The final revision days are reserved for recap, mixed practice, formulas, short notes, and weak-point review. The planner tries to rotate subjects so one day does not become mentally heavy with only one subject. This makes the timetable easier to follow for most students.

Use the result realistically

A study plan works only when the inputs are honest. If you write very low daily hours or very high topic counts, the tool may show overload. That warning is useful because it tells you that the plan is not practical in the available time.

The planner does not know your concentration level, coaching schedule, college classes, travel time, health, or unexpected work. Keep some buffer. If one day is missed, regenerate the plan or manually shift tasks instead of trying to force everything into the next day.

When this tool is useful

Use it before semester exams, internal tests, board exams, practical preparation, certification tests, back paper preparation, or any exam where multiple subjects need balanced attention. It is especially useful when a student knows the pending topics but does not know how to distribute them over days.
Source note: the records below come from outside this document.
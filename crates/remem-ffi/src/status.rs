//! C-compatible status codes.
//!
//! [`MemStatus`] is a `repr(i32)` enum. Conversions from the Rust error
//! types (`MemError`, `ConfigError`) are provided.

use remem_core::{ConfigError, MemError};

/// C-compatible status code returned by status-returning FFI functions.
///
/// `Ok` = 0, all errors are negative. Values are ABI-stable.
#[repr(i32)]
#[derive(Clone, Copy, Debug, PartialEq, Eq)]
pub enum MemStatus {
    /// Success.
    Ok = 0,
    /// An argument is null, out of range, or otherwise invalid.
    InvalidArgument = -1,
    /// The heap or the live-byte threshold refused the request.
    OutOfMemory = -2,
    /// Configuration was invalid.
    ConfigError = -3,
    /// The global allocator was already initialised.
    AlreadyInitialized = -4,
    /// A Rust panic was caught at the FFI boundary.
    Panicked = -128,
}

impl From<&MemError> for MemStatus {
    fn from(e: &MemError) -> Self {
        match e {
            MemError::OutOfMemory { .. } => MemStatus::OutOfMemory,
        }
    }
}

impl From<&ConfigError> for MemStatus {
    fn from(e: &ConfigError) -> Self {
        match e {
            ConfigError::InvalidThreshold | ConfigError::InvalidEnv { .. } => {
                MemStatus::ConfigError
            }
            ConfigError::AlreadyInitialized => MemStatus::AlreadyInitialized,
        }
    }
}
The tool can also help reduce anxiety. A visible plan turns a large syllabus into smaller daily blocks. Students usually feel more in control when weak subjects, revision days, and daily limits are visible together.

Privacy and saved data

This study planner works in your browser. Plan name, dates, daily hours, subject names, pending topics, and preparation levels may be saved in localStorage so the form can stay filled when you return from the same browser. The tool does not need an account or database.
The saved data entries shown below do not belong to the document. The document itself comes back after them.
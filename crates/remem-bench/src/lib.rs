//! Benchmark profiles and utilities for the remem allocator.
//!
//! - [`counting_allocator`] and [`tracking_allocator`]: the two bookkeeping
//!   modes, uncapped
//! - [`size_mix`]: deterministic request sizes drawn from a small/medium/large mix

#![forbid(unsafe_code)]
#![deny(rustdoc::broken_intra_doc_links)]

use remem_core::{Allocator, MemConfig, Tracking};

/// Allocator that keeps aggregate counters only.
pub fn counting_allocator() -> Allocator {
    Allocator::default()
}

/// Allocator that also records every live block in its registry.
pub fn tracking_allocator() -> Allocator {
    Allocator::new(MemConfig {
        tracking: Tracking::Blocks,
        ..MemConfig::default()
    })
    .unwrap()
}

/// Generate `n` deterministic request sizes.
///
/// Roughly 70% small (≤ 64 B), 25% medium (≤ 4 KiB) and 5% large
/// (≤ 256 KiB), mixed with a simple hash of `seed`.
pub fn size_mix(n: usize, seed: u64) -> Vec<usize> {
    let mut state = seed;
    (0..n)
        .map(|_| {
            state = state
                .wrapping_mul(6364136223846793005)
                .wrapping_add(1442695040888963407);
            let r = (state >> 33) as usize;
            match r % 100 {
                0..=69 => 1 + r % 64,
                70..=94 => 65 + r % 4032,
                _ => 4097 + r % (256 << 10),
            }
        })
        .collect()
}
The study plan is not uploaded by this tool. If you are using a shared device, avoid entering sensitive personal details in subject names or plan names. Clearing browser data or using private browsing can remove saved planning inputs.

Study planner FAQ

Why does the planner give weak subjects more time?

Weak subjects usually need basics, examples, and practice before revision. Giving them earlier attention reduces last-minute pressure.

What does overload mean?

Overload means the estimated work is more than your available study hours. You should start earlier, add daily hours, or reduce topics.

Should I follow the plan exactly?

No. Use it as a practical guide. Adjust it when classes, health, travel, or unexpected work changes your day.

Does this tool upload my subjects or dates?

No. The planner works in the browser and stores values locally using localStorage.

Can I use it for non-exam goals?

Yes. You can use it for certification study, interview preparation, revision plans, or any multi-topic learning goal.